▶ [Records provided]:
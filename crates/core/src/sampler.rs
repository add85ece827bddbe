//! Grid sampling: turns a [`NoiseField`] into one frame of dots.
//!
//! The grid is `dimensions × dimensions` points spaced `size` apart. Each
//! point samples the field at its integer indices. The unscaled value maps
//! onto the dot radius range over the source's nominal range; scaled by
//! amplitude it shifts the dot vertically. The shifted dot is then
//! optionally pushed away from the cursor.

use crate::color::Srgb;
use crate::error::EngineError;
use crate::force::Repel;
use crate::noise_field::NoiseField;
use crate::palette::Palette;
use crate::settings::{ColorMode, Settings};
use glam::DVec2;

/// One grid point for one frame.
#[derive(Debug, Clone, Copy, PartialEq)]
pub struct GridPoint {
    pub grid_x: usize,
    pub grid_y: usize,
    /// `(grid_x, grid_y) · size`, before any displacement.
    pub world: DVec2,
    /// Source value at this point, before amplitude scaling.
    pub raw_noise: f64,
    /// `raw_noise` normalized over the source's nominal range; keys both
    /// radius and gradient color.
    pub intensity: f64,
    /// `raw_noise · amplitude`, applied along y.
    pub displacement: f64,
    /// Cursor repulsion offset, applied after `displacement`.
    pub repel: DVec2,
    pub radius: f64,
}

/// A dot ready to draw.
#[derive(Debug, Clone, Copy, PartialEq)]
pub struct Dot {
    pub x: f64,
    pub y: f64,
    pub radius: f64,
    pub color: Srgb,
}

#[derive(Debug, Clone)]
enum DotColor {
    Solid(Srgb),
    Gradient(Palette),
}

/// Per-frame snapshot of everything sampling needs from [`Settings`].
#[derive(Debug, Clone)]
pub struct GridSampler {
    dimensions: usize,
    size: f64,
    dot_min: f64,
    dot_max: f64,
    color: DotColor,
    repel: Option<Repel>,
}

/// Maps `value` onto [0, 1] over `(lo, hi)`.
///
/// NaN and a zero-width range map to 0.
pub fn normalize(value: f64, (lo, hi): (f64, f64)) -> f64 {
    let span = hi - lo;
    if span == 0.0 || !span.is_finite() {
        return 0.0;
    }
    let t = (value - lo) / span;
    if t.is_nan() {
        0.0
    } else {
        t.clamp(0.0, 1.0)
    }
}

impl GridSampler {
    /// Validates `settings` and captures the sampling snapshot.
    pub fn new(settings: &Settings) -> Result<Self, EngineError> {
        settings.validate()?;
        let color = match settings.color_mode {
            ColorMode::Solid => DotColor::Solid(settings.solid_color),
            ColorMode::Gradient => DotColor::Gradient(Palette::two_stop(
                settings.gradient_start,
                settings.gradient_end,
            )),
        };
        Ok(Self {
            dimensions: settings.dimensions,
            size: settings.size,
            dot_min: settings.dot_min,
            dot_max: settings.dot_max,
            color,
            repel: Repel::from_settings(settings),
        })
    }

    pub fn dimensions(&self) -> usize {
        self.dimensions
    }

    pub fn size(&self) -> f64 {
        self.size
    }

    pub fn repel(&self) -> Option<&Repel> {
        self.repel.as_ref()
    }

    /// Samples the point at grid indices `(grid_x, grid_y)`.
    pub fn sample_point(
        &self,
        field: &NoiseField,
        grid_x: usize,
        grid_y: usize,
        cursor: Option<DVec2>,
    ) -> GridPoint {
        let raw_noise = field.sample_unscaled(grid_x as f64, grid_y as f64);
        let intensity = normalize(raw_noise, field.nominal_range());
        let displacement = raw_noise * field.amplitude();
        let world = DVec2::new(grid_x as f64, grid_y as f64) * self.size;
        let shifted = world + DVec2::new(0.0, displacement);
        let repel = self
            .repel
            .map_or(DVec2::ZERO, |repel| repel.offset(shifted, cursor));
        GridPoint {
            grid_x,
            grid_y,
            world,
            raw_noise,
            intensity,
            displacement,
            repel,
            radius: (self.dot_min + intensity * (self.dot_max - self.dot_min))
                .clamp(self.dot_min, self.dot_max),
        }
    }

    /// Every grid point in row-major order.
    pub fn points<'a>(
        &'a self,
        field: &'a NoiseField,
        cursor: Option<DVec2>,
    ) -> impl Iterator<Item = GridPoint> + 'a {
        let d = self.dimensions;
        (0..d).flat_map(move |gy| (0..d).map(move |gx| self.sample_point(field, gx, gy, cursor)))
    }

    /// The drawable dot for a sampled point.
    pub fn dot(&self, point: &GridPoint) -> Dot {
        let position = point.world + DVec2::new(0.0, point.displacement) + point.repel;
        let color = match &self.color {
            DotColor::Solid(c) => *c,
            DotColor::Gradient(palette) => palette.sample(point.intensity),
        };
        Dot {
            x: position.x,
            y: position.y,
            radius: point.radius,
            color,
        }
    }

    /// Clears `out` and fills it with `dimensions²` dots, row-major.
    pub fn sample_into(&self, field: &NoiseField, cursor: Option<DVec2>, out: &mut Vec<Dot>) {
        out.clear();
        out.reserve(self.dimensions * self.dimensions);
        out.extend(self.points(field, cursor).map(|p| self.dot(&p)));
    }

    pub fn sample(&self, field: &NoiseField, cursor: Option<DVec2>) -> Vec<Dot> {
        let mut out = Vec::new();
        self.sample_into(field, cursor, &mut out);
        out
    }
}

#[cfg(test)]
mod tests {
    use super::*;
    use crate::noise::{NoiseKind, NoiseSource};

    const GOLDEN_MANHATTAN_RADII: [f64; 16] = [
        0.3,
        2.2403279313676503,
        2.993201437765066,
        1.866432089464526,
        2.2403279313676503,
        3.3288009585100444,
        0.7577307034322347,
        1.8647389445336904,
        2.993201437765066,
        0.7577307034322347,
        2.200338465278669,
        3.1094822762964416,
        1.866432089464526,
        1.8647389445336904,
        3.1094822762964416,
        2.3676746866720513,
    ];

    fn manhattan_settings(dimensions: usize) -> Settings {
        Settings {
            dimensions,
            size: 10.0,
            noise_type: NoiseKind::Manhattan,
            frequency: 1.0,
            amplitude: 1.0,
            waves: 0.0,
            ..Settings::with_seed(7)
        }
    }

    fn field_for(settings: &Settings) -> NoiseField {
        NoiseField::new(
            NoiseSource::new(settings.noise_type, settings.seed),
            settings.frequency,
            settings.amplitude,
            settings.waves,
        )
        .unwrap()
    }

    #[test]
    fn normalize_policy() {
        assert_eq!(normalize(0.5, (0.0, 1.0)), 0.5);
        assert_eq!(normalize(0.0, (-1.0, 1.0)), 0.5);
        assert_eq!(normalize(5.0, (0.0, 1.0)), 1.0);
        assert_eq!(normalize(-5.0, (0.0, 1.0)), 0.0);
        assert_eq!(normalize(f64::NAN, (0.0, 1.0)), 0.0);
        assert_eq!(normalize(0.3, (0.0, 0.0)), 0.0);
    }

    #[test]
    fn new_rejects_invalid_settings() {
        let s = Settings {
            dimensions: 0,
            ..Settings::with_seed(1)
        };
        assert!(matches!(
            GridSampler::new(&s),
            Err(EngineError::InvalidDimensions(0))
        ));
    }

    #[test]
    fn manhattan_grid_matches_golden_radii() {
        let settings = manhattan_settings(4);
        let sampler = GridSampler::new(&settings).unwrap();
        let dots = sampler.sample(&field_for(&settings), None);
        assert_eq!(dots.len(), 16);
        for (i, (dot, expected)) in dots.iter().zip(GOLDEN_MANHATTAN_RADII).enumerate() {
            assert!(
                (dot.radius - expected).abs() < 1e-12,
                "dot {i}: {} != {expected}",
                dot.radius
            );
        }
    }

    #[test]
    fn sampling_is_bit_reproducible() {
        let settings = manhattan_settings(4);
        let sampler = GridSampler::new(&settings).unwrap();
        let a = sampler.sample(&field_for(&settings), None);
        let b = sampler.sample(&field_for(&settings), None);
        let bits = |dots: &[Dot]| dots.iter().map(|d| d.radius.to_bits()).collect::<Vec<_>>();
        assert_eq!(bits(&a), bits(&b));
    }

    #[test]
    fn dots_are_row_major_and_shifted_by_scaled_noise() {
        let settings = manhattan_settings(3);
        let sampler = GridSampler::new(&settings).unwrap();
        let field = field_for(&settings);
        let dots = sampler.sample(&field, None);
        for gy in 0..3 {
            for gx in 0..3 {
                let dot = dots[gy * 3 + gx];
                let shift = field.sample(gx as f64, gy as f64);
                assert_eq!(dot.x, gx as f64 * 10.0);
                assert_eq!(dot.y, gy as f64 * 10.0 + shift);
            }
        }
    }

    #[test]
    fn amplitude_changes_positions_but_not_radii() {
        let quiet = manhattan_settings(4);
        let loud = Settings {
            amplitude: 5.0,
            ..manhattan_settings(4)
        };
        let a = GridSampler::new(&quiet)
            .unwrap()
            .sample(&field_for(&quiet), None);
        let b = GridSampler::new(&loud)
            .unwrap()
            .sample(&field_for(&loud), None);
        assert_ne!(a, b);
        for (i, (q, l)) in a.iter().zip(&b).enumerate() {
            assert_eq!(q.radius, l.radius, "dot {i}");
            assert_eq!(q.x, l.x, "dot {i}");
            let (dq, dl) = (q.y - (i / 4) as f64 * 10.0, l.y - (i / 4) as f64 * 10.0);
            assert!((dl - 5.0 * dq).abs() < 1e-9, "dot {i}: {dl} vs 5 * {dq}");
        }
    }

    #[test]
    fn zero_amplitude_keeps_dots_on_the_lattice() {
        let settings = Settings {
            amplitude: 0.0,
            ..manhattan_settings(3)
        };
        let sampler = GridSampler::new(&settings).unwrap();
        let dots = sampler.sample(&field_for(&settings), None);
        for (i, dot) in dots.iter().enumerate() {
            assert_eq!((dot.x, dot.y), ((i % 3) as f64 * 10.0, (i / 3) as f64 * 10.0));
        }
        assert!((dots[4].radius - GOLDEN_MANHATTAN_RADII[5]).abs() < 1e-12);
    }

    #[test]
    fn sample_into_reuses_and_clears_buffer() {
        let settings = manhattan_settings(2);
        let sampler = GridSampler::new(&settings).unwrap();
        let field = field_for(&settings);
        let mut out = sampler.sample(&field, None);
        let stale = out.clone();
        out.extend(stale);
        sampler.sample_into(&field, None, &mut out);
        assert_eq!(out.len(), 4);
    }

    #[test]
    fn solid_mode_colors_every_dot() {
        let settings = Settings {
            color_mode: ColorMode::Solid,
            solid_color: Srgb::from_hex("#ff8800").unwrap(),
            ..manhattan_settings(3)
        };
        let sampler = GridSampler::new(&settings).unwrap();
        for dot in sampler.sample(&field_for(&settings), None) {
            assert_eq!(dot.color.to_hex(), "#ff8800");
        }
    }

    #[test]
    fn gradient_mode_starts_at_gradient_start() {
        let settings = manhattan_settings(1);
        let sampler = GridSampler::new(&settings).unwrap();
        let dots = sampler.sample(&field_for(&settings), None);
        // Manhattan is 0 at the origin, so the only dot sits at t = 0.
        assert_eq!(dots[0].radius, settings.dot_min);
        assert_eq!(dots[0].color.to_hex(), settings.gradient_start.to_hex());
    }

    #[test]
    fn equal_dot_bounds_give_constant_radius() {
        let settings = Settings {
            dot_min: 2.0,
            dot_max: 2.0,
            ..manhattan_settings(4)
        };
        let sampler = GridSampler::new(&settings).unwrap();
        for dot in sampler.sample(&field_for(&settings), None) {
            assert_eq!(dot.radius, 2.0);
        }
    }

    #[test]
    fn repel_moves_dots_near_the_cursor_only() {
        let settings = Settings {
            repel_enabled: true,
            repel_radius: 15.0,
            ..manhattan_settings(4)
        };
        let sampler = GridSampler::new(&settings).unwrap();
        let field = field_for(&settings);
        let plain = sampler.sample_point(&field, 1, 1, None);
        let cursor = DVec2::new(12.0, 10.0 + plain.displacement);
        let near = sampler.sample_point(&field, 1, 1, Some(cursor));
        let far = sampler.sample_point(&field, 3, 3, Some(cursor));
        assert!(near.repel.x < 0.0, "{near:?}");
        assert_eq!(far.repel, DVec2::ZERO);
        assert_eq!(near.radius, plain.radius);
        assert_eq!(near.displacement, plain.displacement);
        let moved = sampler.dot(&near);
        assert_eq!(moved.x, 10.0 + near.repel.x);
    }

    mod proptests {
        use super::*;
        use proptest::prelude::*;

        fn kind_strategy() -> impl Strategy<Value = NoiseKind> {
            proptest::sample::select(NoiseKind::ALL.to_vec())
        }

        proptest! {
            #![proptest_config(ProptestConfig::with_cases(32))]

            #[test]
            fn every_grid_has_d_squared_dots_in_radius_range(
                kind in kind_strategy(),
                dimensions in 1_usize..12,
                seed in any::<u64>(),
                time in 0.0_f64..100.0,
                dot_min in 0.0_f64..3.0,
                span in 0.0_f64..5.0,
            ) {
                let settings = Settings {
                    dimensions,
                    noise_type: kind,
                    dot_min,
                    dot_max: dot_min + span,
                    ..Settings::with_seed(seed)
                };
                let sampler = GridSampler::new(&settings).unwrap();
                let mut field = field_for(&settings);
                field.advance(time);
                let dots = sampler.sample(&field, None);
                prop_assert_eq!(dots.len(), dimensions * dimensions);
                for dot in dots {
                    prop_assert!(
                        dot.radius >= settings.dot_min && dot.radius <= settings.dot_max,
                        "radius {} outside [{}, {}]", dot.radius, settings.dot_min, settings.dot_max
                    );
                }
            }
        }
    }
}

▶ [Task item]:
Copy out every line in the entries above that holds "impl".

▶ [Answer to this exercise]:
impl GridSampler {
    ) -> impl Iterator<Item = GridPoint> + 'a {
        fn kind_strategy() -> impl Strategy<Value = NoiseKind> {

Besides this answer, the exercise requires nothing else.